Lanning is no slouch. She'll continue to run her record store, Stinkweeds, and keep her responsibilities as director of Local First Arizona. She wanted, she says, to find someone to take Modified to "the next level."
Now, Larkin and Murray are mounting their first curatorial effort, "Modified Arts: Looking Back on the Future." After checking out the couple's credentials, I have positive feelings about Modified's future offerings.
Lanning, a diminutive woman with a smoky voice and infectious laugh, opened Modified Arts in 1999 in an old building at 407 East Roosevelt Street.
Since then, Lanning has challenged the status quo by offering art exhibitions, performances, and films a cut above the usual downtown fare.

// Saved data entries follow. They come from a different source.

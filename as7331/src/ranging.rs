//! Closed-loop dynamic-range seeking.
//!
//! Raw counts are pushed into a target window by trading gain against
//! integration time. Brightness is always resolved by cutting gain before
//! shortening exposure; darkness by lengthening exposure before raising
//! gain. The asymmetry keeps saturation recovery fast while favoring
//! exposure (better signal-to-noise) on the way back up.

use crate::config::{Gain, IntegrationTime};
use crate::flags::StatusFlags;

/// Dynamic-range window and loop bounds.
///
/// The numeric thresholds are tunable; the adjustment ordering is not.
#[derive(Debug, Clone, Copy, PartialEq, Eq)]
pub struct RangingPolicy {
    /// Lower edge of the usable window.
    pub target_min: u16,
    /// Upper edge of the usable window.
    pub target_max: u16,
    /// At or below this count an immediate dark adjustment fires.
    pub hard_low: u16,
    /// At or above this count the reading is treated as saturated.
    pub hard_high: u16,
    /// Consecutive soft observations required before acting.
    pub streak: u8,
    /// Attempt ceiling per measurement call.
    pub max_attempts: u8,
}

impl Default for RangingPolicy {
    fn default() -> Self {
        RangingPolicy {
            target_min: 2000,
            target_max: 50_000,
            hard_low: 300,
            hard_high: 65_000,
            streak: 2,
            max_attempts: 12,
        }
    }
}

/// Where a sample landed relative to the window.
#[derive(Debug, Clone, Copy, PartialEq, Eq)]
enum Region {
    HardBright,
    SoftBright,
    HardDark,
    SoftDark,
    InWindow,
}

impl RangingPolicy {
    fn region(&self, raw_ref: u16, status: StatusFlags) -> Region {
        if status.adc_overflow || raw_ref >= self.hard_high {
            Region::HardBright
        } else if raw_ref <= self.hard_low {
            Region::HardDark
        } else if raw_ref > self.target_max {
            Region::SoftBright
        } else if raw_ref < self.target_min {
            Region::SoftDark
        } else {
            Region::InWindow
        }
    }
}

/// What the measurement loop should do after one observation.
#[derive(Debug, Clone, Copy, PartialEq, Eq)]
pub enum Step {
    /// Sample is usable; stop here.
    Accepted,
    /// Settings moved one remediation step; configure and measure again.
    Adjusted,
    /// Soft condition seen but the streak is not long enough yet; measure
    /// again unchanged.
    Deferred,
    /// Out of window with no headroom left in either setting; stop with
    /// what we have.
    Locked,
}

/// Controller-owned settings and streak counters.
///
/// Persists across measurement calls so the loop tracks a slowly drifting
/// scene instead of re-ranging from scratch every time.
#[derive(Debug, Clone, Copy, PartialEq, Eq)]
pub struct RangingState {
    gain: Gain,
    time: IntegrationTime,
    bright_streak: u8,
    dark_streak: u8,
}

impl RangingState {
    pub fn new(gain: Gain, time: IntegrationTime) -> Self {
        RangingState {
            gain,
            time,
            bright_streak: 0,
            dark_streak: 0,
        }
    }

    pub fn gain(&self) -> Gain {
        self.gain
    }

    pub fn integration_time(&self) -> IntegrationTime {
        self.time
    }

    pub(crate) fn reset(&mut self, gain: Gain, time: IntegrationTime) {
        *self = RangingState::new(gain, time);
    }

    /// Scores one sample against the policy and, when warranted, moves
    /// gain or integration time one remediation step.
    pub fn observe(&mut self, raw_ref: u16, status: StatusFlags, policy: &RangingPolicy) -> Step {
        match policy.region(raw_ref, status) {
            Region::HardBright => {
                self.note_bright();
                self.step_down(2)
            }
            Region::SoftBright => {
                if self.note_bright() >= policy.streak {
                    self.step_down(1)
                } else {
                    Step::Deferred
                }
            }
            Region::HardDark => {
                self.note_dark();
                self.step_up()
            }
            Region::SoftDark => {
                if self.note_dark() >= policy.streak {
                    self.step_up()
                } else {
                    Step::Deferred
                }
            }
            Region::InWindow => {
                self.bright_streak = 0;
                self.dark_streak = 0;
                Step::Accepted
            }
        }
    }

    fn note_bright(&mut self) -> u8 {
        self.bright_streak = self.bright_streak.saturating_add(1);
        self.dark_streak = 0;
        self.bright_streak
    }

    fn note_dark(&mut self) -> u8 {
        self.dark_streak = self.dark_streak.saturating_add(1);
        self.bright_streak = 0;
        self.dark_streak
    }

    /// Bright remediation: gain first, integration time only once gain is
    /// exhausted.
    fn step_down(&mut self, gain_steps: u8) -> Step {
        if !self.gain.is_min() {
            self.gain = self.gain.lowered(gain_steps);
            Step::Adjusted
        } else if !self.time.is_min() {
            self.time = self.time.lowered(1);
            Step::Adjusted
        } else {
            Step::Locked
        }
    }

    /// Dark remediation: integration time first, gain only once exposure is
    /// exhausted.
    fn step_up(&mut self) -> Step {
        if !self.time.is_max() {
            self.time = self.time.raised(1);
            Step::Adjusted
        } else if !self.gain.is_max() {
            self.gain = self.gain.raised(1);
            Step::Adjusted
        } else {
            Step::Locked
        }
    }
}

#[cfg(test)]
mod tests {
    use super::*;

    const POLICY: RangingPolicy = RangingPolicy {
        target_min: 2000,
        target_max: 50_000,
        hard_low: 300,
        hard_high: 65_000,
        streak: 2,
        max_attempts: 12,
    };

    fn clear() -> StatusFlags {
        StatusFlags::default()
    }

    fn overflowed() -> StatusFlags {
        StatusFlags {
            adc_overflow: true,
            ..StatusFlags::default()
        }
    }

    #[test]
    fn hard_bright_cuts_gain_two_steps() {
        let mut state = RangingState::new(Gain::X64, IntegrationTime::Ms64);
        assert_eq!(state.observe(65_200, clear(), &POLICY), Step::Adjusted);
        assert_eq!(state.gain(), Gain::X16);
        assert_eq!(state.integration_time(), IntegrationTime::Ms64);
    }

    #[test]
    fn hard_bright_gain_cut_clamps_at_one_x() {
        let mut state = RangingState::new(Gain::X2, IntegrationTime::Ms64);
        assert_eq!(state.observe(65_500, clear(), &POLICY), Step::Adjusted);
        assert_eq!(state.gain(), Gain::X1);
    }

    #[test]
    fn adc_overflow_is_hard_bright_regardless_of_count() {
        let mut state = RangingState::new(Gain::X64, IntegrationTime::Ms64);
        assert_eq!(state.observe(100, overflowed(), &POLICY), Step::Adjusted);
        assert_eq!(state.gain(), Gain::X16);
    }

    #[test]
    fn hard_bright_at_min_gain_shortens_exposure() {
        let mut state = RangingState::new(Gain::X1, IntegrationTime::Ms64);
        assert_eq!(state.observe(65_500, clear(), &POLICY), Step::Adjusted);
        assert_eq!(state.gain(), Gain::X1);
        assert_eq!(state.integration_time(), IntegrationTime::Ms32);
    }

    #[test]
    fn hard_bright_at_both_floors_locks() {
        let mut state = RangingState::new(Gain::X1, IntegrationTime::Ms1);
        assert_eq!(state.observe(65_500, clear(), &POLICY), Step::Locked);
        assert_eq!(state.gain(), Gain::X1);
        assert_eq!(state.integration_time(), IntegrationTime::Ms1);
    }

    #[test]
    fn hard_dark_lengthens_exposure_before_gain() {
        let mut state = RangingState::new(Gain::X1, IntegrationTime::Ms8);
        assert_eq!(state.observe(100, clear(), &POLICY), Step::Adjusted);
        assert_eq!(state.integration_time(), IntegrationTime::Ms16);
        assert_eq!(state.gain(), Gain::X1);
    }

    #[test]
    fn hard_dark_at_max_exposure_raises_gain() {
        let mut state = RangingState::new(Gain::X1, IntegrationTime::Ms64);
        assert_eq!(state.observe(100, clear(), &POLICY), Step::Adjusted);
        assert_eq!(state.integration_time(), IntegrationTime::Ms64);
        assert_eq!(state.gain(), Gain::X2);
    }

    #[test]
    fn dark_at_both_ceilings_locks() {
        let mut state = RangingState::new(Gain::X2048, IntegrationTime::Ms64);
        assert_eq!(state.observe(0, clear(), &POLICY), Step::Locked);
    }

    #[test]
    fn soft_bright_needs_two_consecutive_observations() {
        let mut state = RangingState::new(Gain::X64, IntegrationTime::Ms64);
        assert_eq!(state.observe(55_000, clear(), &POLICY), Step::Deferred);
        assert_eq!(state.gain(), Gain::X64);
        assert_eq!(state.observe(55_000, clear(), &POLICY), Step::Adjusted);
        assert_eq!(state.gain(), Gain::X32);
    }

    #[test]
    fn transient_soft_bright_does_not_change_settings() {
        let mut state = RangingState::new(Gain::X64, IntegrationTime::Ms64);
        assert_eq!(state.observe(55_000, clear(), &POLICY), Step::Deferred);
        assert_eq!(state.observe(10_000, clear(), &POLICY), Step::Accepted);
        // The streak restarted; another lone soft sample still defers.
        assert_eq!(state.observe(55_000, clear(), &POLICY), Step::Deferred);
        assert_eq!(state.gain(), Gain::X64);
        assert_eq!(state.integration_time(), IntegrationTime::Ms64);
    }

    #[test]
    fn soft_dark_needs_two_consecutive_observations() {
        let mut state = RangingState::new(Gain::X1, IntegrationTime::Ms8);
        assert_eq!(state.observe(1500, clear(), &POLICY), Step::Deferred);
        assert_eq!(state.observe(1500, clear(), &POLICY), Step::Adjusted);
        assert_eq!(state.integration_time(), IntegrationTime::Ms16);
        assert_eq!(state.gain(), Gain::X1);
    }

    #[test]
    fn opposite_soft_observation_resets_the_other_streak() {
        let mut state = RangingState::new(Gain::X64, IntegrationTime::Ms8);
        assert_eq!(state.observe(55_000, clear(), &POLICY), Step::Deferred);
        // A dark observation wipes the bright streak...
        assert_eq!(state.observe(1500, clear(), &POLICY), Step::Deferred);
        // ...so a new bright run starts from one again.
        assert_eq!(state.observe(55_000, clear(), &POLICY), Step::Deferred);
        assert_eq!(state.observe(55_000, clear(), &POLICY), Step::Adjusted);
    }

    #[test]
    fn soft_bright_at_min_gain_shortens_exposure() {
        let mut state = RangingState::new(Gain::X1, IntegrationTime::Ms8);
        state.observe(55_000, clear(), &POLICY);
        assert_eq!(state.observe(55_000, clear(), &POLICY), Step::Adjusted);
        assert_eq!(state.integration_time(), IntegrationTime::Ms4);
    }
}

The gallery owner recalls that when she opened, there were only a handful of galleries doing business downtown. Those included Alwun House, Crasharts at the Icehouse and 3-Car Pile Up's studio, situated next to the old San Carlos Hotel. Artist Michael Levine was hosting cutting-edge exhibitions at deCompression, located in a crusty, circa-1922 cotton warehouse on South 13th Street. Barlow & Straker, named after vampire antique dealers in a Stephen King novel and run by two young Phoenix artists, Ryan McNamara and Andy Guzzonnato, was operating out of a ramshackle building on McDowell.
Modified has provided a real, third-party exhibition venue to mainly fledgling Phoenix artists who didn't have much of a chance at getting shown anywhere but the Valley's artist-run spaces. Lanning was always willing to look at anyone's portfolio and, though she didn't have a background in art, she had an instinct for potential and quality.
And she always had very cool and unusual show invitations, some of which I've actually kept, a miracle in this ridiculously disposable cultural age. Like the tiny announcement for Sergio Aguirre's show that was pasted on top of a piece of Chinese hell money and a Sudoku-looking, star-punched piece of Mylar, announcing M.M. Button and Debbie Lorray's opening reception.
Not surprisingly, individual talents shown over the years at Modified have hit their stride, gaining national and international attention. Colin Chillag's parodic, psychotically detailed paintings have been shown in L.A. and New York and included in shows at ASU Art Museum and the Scottsdale Museum of Contemporary Art. Painter Sue Chenoweth, who's had three Modified exhibitions, is priming for a one-woman show in May at SMoCA. The work of Carolyn Lavender has been a part of museum group shows, both here (including Tucson Museum of Art's Biennial) and in Brazil. And Lanning is proud of the fact that she gave Cuban artist Alfredo Manzo, who relocated to Phoenix several years ago, his first solo show in the U.S.
She's now handing the baton to Larkin, 26, who has a degree in art history from the University of Utah and experience running commercial and non-profit galleries. Her husband, Murray, 27, is an audio engineer who's done work for Modified in the past and is a musician passionate about new media.
Larkin says the first show is consciously designed to educate established and recently transplanted Phoenicians, together with a new generation of young local artists, about the city's art history. In the exhibition — featuring a variety of media as well as historical ephemera — that history begins in the late 1930s with painter Phil Curtis, who came to the Valley in 1936 to establish a Federal Arts Center under the Works Projects Administration; social realist WPA painter Lew Davis; and wood sculptor Phillip Sanderson.
The show continues with work created through the '90s by locals such as Dorothy Fratt, Beatrice Moore, and members of 3-Car Pile Up — Randy Slack, James Angel, David Dauncey, and Sara Abbott, to mention just a few. Artist/commercial real estate developer Sloan McFarland is even reprising a video piece he did at Barlow & Straker in the '90s.
Larkin and Murray are also working on an unlaunched Web site that will archive performances, interviews, and exhibition information. As Larkin puts it, they "want to make Modified a sophisticated contemporary arts experience with visual art, performance, and music that fits well in the space, while not taking away that raw DIY energy that exists on Roosevelt Row."